The agents had the first and most frequent contact with Orlando.   At their first meeting on June 21, Orlando did not lodge any objection to Oliva's proposal to have $100,000 to $200,000 in cash wired by GEC twice a week.   During the June 23 meeting, Oliva proffered various false identifications and persistently asked whether the wire transfers could be done in different names.   Not giving into their repeated requests, Orlando insisted that the actual person who was wiring the cash had to come into the GEC office to conduct the transaction.   Orlando also asked Oliva for his driver's license and social security number.   Oliva produced a driver's license in the name of Leonardo Casamayor but claimed that he did not have his social security card on him at that time.   On that occasion, Oliva left a bag containing $50,000 with Orlando, instructing him to “do whatever [he] had to do.”   Orlando wired the money to an account in Canada that Oliva had designated.   Oliva stated to Orlando that the name on the account was “Davidoff,” “like the cigar company.”   Four days later, Serna-Osorio asked Oliva for his social security card and Oliva faxed GEC a copy of a social security card in the name of Leonardo Casamayor.   The $50,000 wire transfer to Canada by GEC had occurred well before Oliva supplied his social security information to Serna-Osorio.

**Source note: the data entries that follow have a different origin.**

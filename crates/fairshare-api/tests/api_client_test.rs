// Integration tests for `ApiClient` using wiremock.
#![allow(clippy::unwrap_used)]

use serde_json::json;
use wiremock::matchers::{body_json, method, path, query_param};
use wiremock::{Mock, MockServer, ResponseTemplate};

use fairshare_api::{ApiClient, Error, ExportKind};

// ── Helpers ─────────────────────────────────────────────────────────

async fn setup() -> (MockServer, ApiClient) {
    let server = MockServer::start().await;
    let client = ApiClient::from_reqwest(&server.uri(), reqwest::Client::new()).unwrap();
    (server, client)
}

// ── Telemetry reads ─────────────────────────────────────────────────

#[tokio::test]
async fn test_get_status() {
    let (server, client) = setup().await;

    let body = json!({
        "total_clients": 3,
        "network_stats": { "sent": 120.5, "recv": 840.2 },
        "total_bandwidth": 100.0,
        "max_priority": 10,
    });

    Mock::given(method("GET"))
        .and(path("/api/status"))
        .respond_with(ResponseTemplate::new(200).set_body_json(&body))
        .mount(&server)
        .await;

    let status = client.get_status().await.unwrap();

    assert_eq!(status.total_clients, 3);
    assert!((status.network_stats.sent - 120.5).abs() < f64::EPSILON);
    assert!((status.network_stats.recv - 840.2).abs() < f64::EPSILON);
    assert!((status.total_bandwidth - 100.0).abs() < f64::EPSILON);
}

#[tokio::test]
async fn test_list_clients_tolerates_missing_optionals() {
    let (server, client) = setup().await;

    let body = json!([
        {
            "ip": "10.0.0.5",
            "friendly_name": "Laptop",
            "icon": "💻",
            "priority": 5,
            "usage": 3.0,
            "allocated": 5.0,
            "usage_percent": 60.0
        },
        // no label, no icon, no priority -- must still parse
        { "ip": "10.0.0.9", "usage": 0.4, "allocated": 2.0, "usage_percent": 20.0 }
    ]);

    Mock::given(method("GET"))
        .and(path("/api/clients"))
        .respond_with(ResponseTemplate::new(200).set_body_json(&body))
        .mount(&server)
        .await;

    let clients = client.list_clients().await.unwrap();

    assert_eq!(clients.len(), 2);
    assert_eq!(clients[0].ip, "10.0.0.5");
    assert_eq!(clients[0].friendly_name.as_deref(), Some("Laptop"));
    assert_eq!(clients[1].friendly_name, None);
    assert_eq!(clients[1].icon, None);
    assert_eq!(clients[1].priority, 0);
}

#[tokio::test]
async fn test_get_history() {
    let (server, client) = setup().await;

    let body = json!({
        "time": ["12:00:01", "12:00:03", "12:00:05"],
        "upload": [10.0, 12.5, 11.0],
        "download": [80.0, 95.5, 90.0]
    });

    Mock::given(method("GET"))
        .and(path("/api/history"))
        .respond_with(ResponseTemplate::new(200).set_body_json(&body))
        .mount(&server)
        .await;

    let history = client.get_history().await.unwrap();

    assert_eq!(history.time.len(), 3);
    assert_eq!(history.upload.len(), 3);
    assert_eq!(history.download.len(), 3);
}

// ── Mutations and the shared success contract ───────────────────────

#[tokio::test]
async fn test_set_total_bandwidth_posts_integer_cap() {
    let (server, client) = setup().await;

    Mock::given(method("POST"))
        .and(path("/api/config"))
        .and(body_json(json!({ "total_bandwidth": 150 })))
        .respond_with(ResponseTemplate::new(200).set_body_json(json!({ "success": true })))
        .expect(1)
        .mount(&server)
        .await;

    client.set_total_bandwidth(150).await.unwrap();
}

#[tokio::test]
async fn test_set_priority_rejection_surfaces_as_error() {
    let (server, client) = setup().await;

    Mock::given(method("POST"))
        .and(path("/api/priority/10.0.0.5"))
        .respond_with(ResponseTemplate::new(200).set_body_json(json!({ "success": false })))
        .mount(&server)
        .await;

    let err = client.set_priority("10.0.0.5", 8).await.unwrap_err();
    assert!(matches!(err, Error::Rejected { .. }));
}

#[tokio::test]
async fn test_get_device_label_absent() {
    let (server, client) = setup().await;

    Mock::given(method("GET"))
        .and(path("/api/device/10.0.0.7/label"))
        .respond_with(ResponseTemplate::new(200).set_body_json(json!({})))
        .mount(&server)
        .await;

    let label = client.get_device_label("10.0.0.7").await.unwrap();
    assert_eq!(label, None);
}

#[tokio::test]
async fn test_set_device_label() {
    let (server, client) = setup().await;

    Mock::given(method("POST"))
        .and(path("/api/device/10.0.0.7/label"))
        .and(body_json(json!({ "label": "Kitchen TV" })))
        .respond_with(ResponseTemplate::new(200).set_body_json(json!({ "success": true })))
        .expect(1)
        .mount(&server)
        .await;

    client.set_device_label("10.0.0.7", "Kitchen TV").await.unwrap();
}

#[tokio::test]
async fn test_set_alert_threshold_checks_success_flag() {
    let (server, client) = setup().await;

    Mock::given(method("POST"))
        .and(path("/api/alerts/threshold"))
        .and(body_json(json!({ "threshold": 85.0 })))
        .respond_with(ResponseTemplate::new(200).set_body_json(json!({ "success": true })))
        .mount(&server)
        .await;

    client.set_alert_threshold(85.0).await.unwrap();
}

// ── Router control ──────────────────────────────────────────────────

#[tokio::test]
async fn test_router_info() {
    let (server, client) = setup().await;

    let body = json!({
        "ip": "192.168.1.1",
        "type": "hotspot",
        "mode": "hotspot",
        "status": "ready",
        "admin": true
    });

    Mock::given(method("GET"))
        .and(path("/api/router/info"))
        .respond_with(ResponseTemplate::new(200).set_body_json(&body))
        .mount(&server)
        .await;

    let info = client.router_info().await.unwrap();

    assert_eq!(info.ip.as_deref(), Some("192.168.1.1"));
    assert_eq!(info.kind.as_deref(), Some("hotspot"));
    assert!(info.admin);
}

#[tokio::test]
async fn test_apply_router_limits_counts() {
    let (server, client) = setup().await;

    let body = json!({
        "success": true,
        "message": "Limits applied",
        "applied": 4,
        "total": 5
    });

    Mock::given(method("POST"))
        .and(path("/api/router/apply_limits"))
        .respond_with(ResponseTemplate::new(200).set_body_json(&body))
        .expect(1)
        .mount(&server)
        .await;

    let outcome = client.apply_router_limits().await.unwrap();

    assert_eq!(outcome.applied, 4);
    assert_eq!(outcome.total, 5);
    assert_eq!(outcome.message, "Limits applied");
}

#[tokio::test]
async fn test_apply_router_limits_error_body() {
    let (server, client) = setup().await;

    Mock::given(method("POST"))
        .and(path("/api/router/apply_limits"))
        .respond_with(
            ResponseTemplate::new(200)
                .set_body_json(json!({ "success": false, "error": "router unreachable" })),
        )
        .mount(&server)
        .await;

    let err = client.apply_router_limits().await.unwrap_err();
    match err {
        Error::Rejected { message } => assert_eq!(message, "router unreachable"),
        other => panic!("expected Rejected, got {other:?}"),
    }
}

#[tokio::test]
async fn test_clear_router_limits_single_post() {
    let (server, client) = setup().await;

    Mock::given(method("POST"))
        .and(path("/api/router/clear_limits"))
        .respond_with(ResponseTemplate::new(200).set_body_json(json!({ "success": true })))
        .expect(1)
        .mount(&server)
        .await;

    client.clear_router_limits().await.unwrap();
}

#[tokio::test]
async fn test_set_router_priority() {
    let (server, client) = setup().await;

    Mock::given(method("POST"))
        .and(path("/api/router/set_priority/10.0.0.5"))
        .and(body_json(json!({ "priority": 8 })))
        .respond_with(ResponseTemplate::new(200).set_body_json(json!({ "success": true })))
        .expect(1)
        .mount(&server)
        .await;

    client.set_router_priority("10.0.0.5", 8).await.unwrap();
}

// ── CSV export ──────────────────────────────────────────────────────

#[tokio::test]
async fn test_export_url_windows() {
    let (_server, client) = setup().await;

    let url = client.export_url(ExportKind::Bandwidth, 24).unwrap();
    assert!(url.path().ends_with("/api/export/csv/bandwidth"));
    assert_eq!(url.query(), Some("hours=24"));

    let url = client.export_url(ExportKind::Alerts, 50).unwrap();
    assert!(url.path().ends_with("/api/export/csv/alerts"));
    assert_eq!(url.query(), Some("limit=50"));
}

#[tokio::test]
async fn test_download_csv_writes_file() {
    let (server, client) = setup().await;

    Mock::given(method("GET"))
        .and(path("/api/export/csv/clients"))
        .and(query_param("hours", "12"))
        .respond_with(
            ResponseTemplate::new(200).set_body_string("ip,usage\n10.0.0.5,3.0\n"),
        )
        .mount(&server)
        .await;

    let dir = tempfile::tempdir().unwrap();
    let dest = dir.path().join("clients.csv");

    let written = client
        .download_csv(ExportKind::Clients, 12, &dest)
        .await
        .unwrap();

    assert!(written > 0);
    let contents = std::fs::read_to_string(&dest).unwrap();
    assert!(contents.starts_with("ip,usage"));
}
use serde::{Deserialize, Serialize};

/// Time-aligned upload/download series for the traffic chart.
///
/// Invariant: the three vectors always have equal length. [`new`]
/// enforces this by truncating to the shortest input, so a backend
/// that returns ragged arrays never produces a misaligned chart.
///
/// [`new`]: HistorySeries::new
#[derive(Debug, Clone, Default, PartialEq, Serialize, Deserialize)]
pub struct HistorySeries {
    pub time: Vec<String>,
    pub upload: Vec<f64>,
    pub download: Vec<f64>,
}

impl HistorySeries {
    pub fn new(mut time: Vec<String>, mut upload: Vec<f64>, mut download: Vec<f64>) -> Self {
        let len = time.len().min(upload.len()).min(download.len());
        time.truncate(len);
        upload.truncate(len);
        download.truncate(len);
        Self {
            time,
            upload,
            download,
        }
    }

    pub fn len(&self) -> usize {
        self.time.len()
    }

    pub fn is_empty(&self) -> bool {
        self.time.is_empty()
    }

    /// Largest rate across both series, used to scale the chart's Y axis.
    pub fn max_rate(&self) -> f64 {
        self.upload
            .iter()
            .chain(self.download.iter())
            .copied()
            .fold(0.0_f64, f64::max)
    }
}

#[cfg(test)]
mod tests {
    use super::*;

    #[test]
    fn ragged_input_truncates_to_shortest() {
        let series = HistorySeries::new(
            vec!["12:00".into(), "12:01".into(), "12:02".into()],
            vec![1.0, 2.0],
            vec![3.0, 4.0, 5.0],
        );
        assert_eq!(series.len(), 2);
        assert_eq!(series.time.len(), 2);
        assert_eq!(series.upload.len(), 2);
        assert_eq!(series.download.len(), 2);
    }

    #[test]
    fn max_rate_spans_both_series() {
        let series = HistorySeries::new(
            vec!["a".into(), "b".into()],
            vec![1.5, 9.0],
            vec![4.0, 2.0],
        );
        assert!((series.max_rate() - 9.0).abs() < f64::EPSILON);
    }
}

On June 29, Oliva returned to GEC with another $50,000 in cash to be wire-transferred.   Oliva also asked Orlando whether he could exchange money for him, and remarked that he might send an emissary to do the exchange.   Orlando answered that he would do it as a favor but preferred that Oliva appear personally.   On July 7, Miranda, stating that he was there on behalf of “Leonardo,” came to GEC with $51,530 in cash to be wire-transferred.3  Orlando made no protest and instead came out of his office to greet Miranda and help him carry the three boxes containing the cash into his office.

On July 21, Wilder Moreno asked Oliva about his business.   Oliva answered that he marketed “[d]ifferent products” and that “in Canada we are sending the money to Davidoff, which is like the tobacco company.”   During the same conversation, Moreno asked Oliva if “they always pay you in singles,” to which Oliva replied, “Hey, how they pay me, I have to take it.”   In Moreno's absence, Oliva pressed Orlando about why Moreno asked so many questions, and Orlando responded that he brought Moreno in to count the money because he was very quick, but also noted that Moreno was very curious about his business.   Orlando strongly advised Oliva not to tell Moreno anything about his business.   Oliva brought in $70,000 on that visit.

On July 28, again with concern about Moreno's inquisitiveness, Oliva intimated to Orlando that his business was “traqueteo” or drug dealing, to which Orlando responded, “No, no, no” and repeated that Oliva should not tell Moreno anything about where the money was coming from.   Orlando then processed the $79,000 in cash Oliva brought in that day.   On August 11, in front of Orlando, Agent Miranda remarked about receiving so many $1 bills from “Pablo's house, the crackheads up there.”   On that visit, Oliva brought in $100,000 to be wired.   On August 25, the agents told Orlando that they wanted the cash, this time in the amount of $125,000, transferred to the Canadian account instead of the English one because the latter was too slow in releasing the money.   Miranda stated that they were going to be “shorted five cosos [a slang word for kilograms of cocaine] on the next shipment” because of the delay.   If the jury found that Orlando actually heard these remarks, it is difficult to imagine what more the agents had to do, short of telling the Puches outright, to “represent” that the cash was coming from illegal activity.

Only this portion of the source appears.